[Provided data — start]

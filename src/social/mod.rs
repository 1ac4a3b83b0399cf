//! Meta Graph API integration: the OAuth connect flow and post publishing.
//!
//! One connected account per tenant per platform. OAuth state is a signed
//! `tenant:nonce:sig` triple so the callback can be matched to a tenant
//! without server-side session storage. Every Graph call after the code
//! exchange carries `appsecret_proof` (HMAC of the access token), which
//! Meta requires when "Require App Secret" is on.

use anyhow::{anyhow, bail, Result};
use chrono::{DateTime, Utc};
use hmac::{Hmac, Mac};
use serde::Deserialize;
use serde_json::json;
use sha2::Sha256;
use uuid::Uuid;

use crate::config::SocialConfig;
use crate::storage::SocialAccountRow;

const DIALOG_URL: &str = "https://www.facebook.com/v21.0/dialog/oauth";
const OAUTH_SCOPES: &str = "pages_manage_posts,instagram_content_publish,pages_read_engagement";

/// How much of a Graph error body makes it into our error chain.
const BODY_EXCERPT: usize = 200;

type HmacSha256 = Hmac<Sha256>;

fn http_client() -> Result<reqwest::Client> {
    Ok(reqwest::Client::builder()
        .timeout(std::time::Duration::from_secs(15))
        .build()?)
}

fn sign(secret: &str, payload: &str) -> Result<String> {
    let mut mac = HmacSha256::new_from_slice(secret.as_bytes())?;
    mac.update(payload.as_bytes());
    Ok(hex::encode(mac.finalize().into_bytes()))
}

fn signature_matches(secret: &str, payload: &str, sig_hex: &str) -> bool {
    let Ok(sig) = hex::decode(sig_hex) else {
        return false;
    };
    let Ok(mut mac) = HmacSha256::new_from_slice(secret.as_bytes()) else {
        return false;
    };
    mac.update(payload.as_bytes());
    mac.verify_slice(&sig).is_ok()
}

/// `appsecret_proof` parameter for Graph calls: HMAC-SHA256 of the access
/// token keyed with the app secret.
pub fn appsecret_proof(app_secret: &str, access_token: &str) -> Result<String> {
    sign(app_secret, access_token)
}

// ─── OAuth connect flow ───────────────────────────────────────────────────────

/// Build the Meta login dialog URL for a tenant. Returns the URL and the
/// signed state embedded in it.
pub fn authorize_url(cfg: &SocialConfig, tenant_id: &str) -> Result<(String, String)> {
    if cfg.app_id.is_empty() || cfg.app_secret.is_empty() {
        bail!("social publishing is not configured (missing Meta app id/secret)");
    }
    let nonce = Uuid::new_v4().to_string().replace('-', "");
    let payload = format!("{tenant_id}:{nonce}");
    let state = format!("{payload}:{}", sign(&cfg.app_secret, &payload)?);
    let url = reqwest::Url::parse_with_params(
        DIALOG_URL,
        &[
            ("client_id", cfg.app_id.as_str()),
            ("redirect_uri", cfg.redirect_url.as_str()),
            ("response_type", "code"),
            ("scope", OAUTH_SCOPES),
            ("state", state.as_str()),
        ],
    )?;
    Ok((url.to_string(), state))
}

/// Check a callback `state` and recover the tenant id it was issued for.
pub fn verify_state(cfg: &SocialConfig, state: &str) -> Option<String> {
    let parts: Vec<&str> = state.split(':').collect();
    let [tenant_id, nonce, sig] = parts.as_slice() else {
        return None;
    };
    let payload = format!("{tenant_id}:{nonce}");
    if signature_matches(&cfg.app_secret, &payload, sig) {
        Some((*tenant_id).to_string())
    } else {
        None
    }
}

#[derive(Debug, Deserialize)]
pub struct TokenGrant {
    pub access_token: String,
    #[serde(default)]
    pub expires_in: Option<i64>,
}

/// Swap the callback `code` for an access token.
pub async fn exchange_code(cfg: &SocialConfig, code: &str) -> Result<TokenGrant> {
    let client = http_client()?;
    let resp = client
        .get(format!("{}/oauth/access_token", cfg.graph_url))
        .query(&[
            ("client_id", cfg.app_id.as_str()),
            ("client_secret", cfg.app_secret.as_str()),
            ("redirect_uri", cfg.redirect_url.as_str()),
            ("code", code),
        ])
        .send()
        .await?;
    let status = resp.status();
    let body = resp.text().await.unwrap_or_default();
    if !status.is_success() {
        bail!(
            "code exchange failed ({}): {}",
            status.as_u16(),
            excerpt(&body)
        );
    }
    Ok(serde_json::from_str(&body)?)
}

#[derive(Debug, Deserialize)]
pub struct GraphUser {
    pub id: String,
    #[serde(default)]
    pub name: Option<String>,
}

/// Resolve the account the token belongs to.
pub async fn fetch_user(cfg: &SocialConfig, access_token: &str) -> Result<GraphUser> {
    let client = http_client()?;
    let proof = appsecret_proof(&cfg.app_secret, access_token)?;
    let resp = client
        .get(format!("{}/me", cfg.graph_url))
        .query(&[
            ("fields", "id,name"),
            ("access_token", access_token),
            ("appsecret_proof", proof.as_str()),
        ])
        .send()
        .await?;
    let status = resp.status();
    let body = resp.text().await.unwrap_or_default();
    if !status.is_success() {
        bail!("user lookup failed ({}): {}", status.as_u16(), excerpt(&body));
    }
    Ok(serde_json::from_str(&body)?)
}

/// Token expiry in RFC 3339, from the grant's `expires_in` seconds.
pub fn expiry_from_grant(grant: &TokenGrant) -> Option<String> {
    grant
        .expires_in
        .map(|secs| (Utc::now() + chrono::Duration::seconds(secs)).to_rfc3339())
}

// ─── Publishing ───────────────────────────────────────────────────────────────

/// Fail early when the stored token has lapsed, with a message that tells
/// the shop what to do about it.
pub fn check_token_fresh(account: &SocialAccountRow) -> Result<()> {
    let Some(ref at) = account.expires_at else {
        return Ok(());
    };
    let expires = DateTime::parse_from_rfc3339(at)
        .map_err(|e| anyhow!("bad expires_at on {} account: {e}", account.platform))?;
    if expires.with_timezone(&Utc) <= Utc::now() {
        bail!(
            "{} access token expired; reconnect the account",
            account.platform
        );
    }
    Ok(())
}

#[derive(Debug, Deserialize)]
struct GraphId {
    id: String,
}

async fn graph_post(url: &str, payload: serde_json::Value) -> Result<GraphId> {
    let client = http_client()?;
    let resp = client.post(url).json(&payload).send().await?;
    let status = resp.status();
    let body = resp.text().await.unwrap_or_default();
    if !status.is_success() {
        bail!("graph call failed ({}): {}", status.as_u16(), excerpt(&body));
    }
    Ok(serde_json::from_str(&body)?)
}

/// Publish to a Facebook page. Returns the Graph object id.
pub async fn publish_facebook(
    cfg: &SocialConfig,
    account: &SocialAccountRow,
    caption: &str,
    image_url: Option<&str>,
) -> Result<String> {
    let proof = appsecret_proof(&cfg.app_secret, &account.access_token)?;
    let id = match image_url {
        Some(url) => {
            graph_post(
                &format!("{}/{}/photos", cfg.graph_url, account.external_user_id),
                json!({
                    "url": url,
                    "caption": caption,
                    "access_token": account.access_token,
                    "appsecret_proof": proof,
                }),
            )
            .await?
        }
        None => {
            graph_post(
                &format!("{}/{}/feed", cfg.graph_url, account.external_user_id),
                json!({
                    "message": caption,
                    "access_token": account.access_token,
                    "appsecret_proof": proof,
                }),
            )
            .await?
        }
    };
    Ok(id.id)
}

/// Publish to Instagram: create a media container, then publish it.
pub async fn publish_instagram(
    cfg: &SocialConfig,
    account: &SocialAccountRow,
    caption: &str,
    image_url: Option<&str>,
) -> Result<String> {
    let image_url = image_url.ok_or_else(|| anyhow!("Instagram posts require an image"))?;
    let proof = appsecret_proof(&cfg.app_secret, &account.access_token)?;

    let container = graph_post(
        &format!("{}/{}/media", cfg.graph_url, account.external_user_id),
        json!({
            "image_url": image_url,
            "caption": caption,
            "access_token": account.access_token,
            "appsecret_proof": proof,
        }),
    )
    .await?;

    let published = graph_post(
        &format!("{}/{}/media_publish", cfg.graph_url, account.external_user_id),
        json!({
            "creation_id": container.id,
            "access_token": account.access_token,
            "appsecret_proof": proof,
        }),
    )
    .await?;
    Ok(published.id)
}

fn excerpt(body: &str) -> &str {
    let end = body
        .char_indices()
        .nth(BODY_EXCERPT)
        .map(|(i, _)| i)
        .unwrap_or(body.len());
    &body[..end]
}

[Provided data — finish]

Work item :: Search the lines above for the string "Uuid" and copy each line that has it.

Answer ::
use uuid::Uuid;
    let nonce = Uuid::new_v4().to_string().replace('-', "");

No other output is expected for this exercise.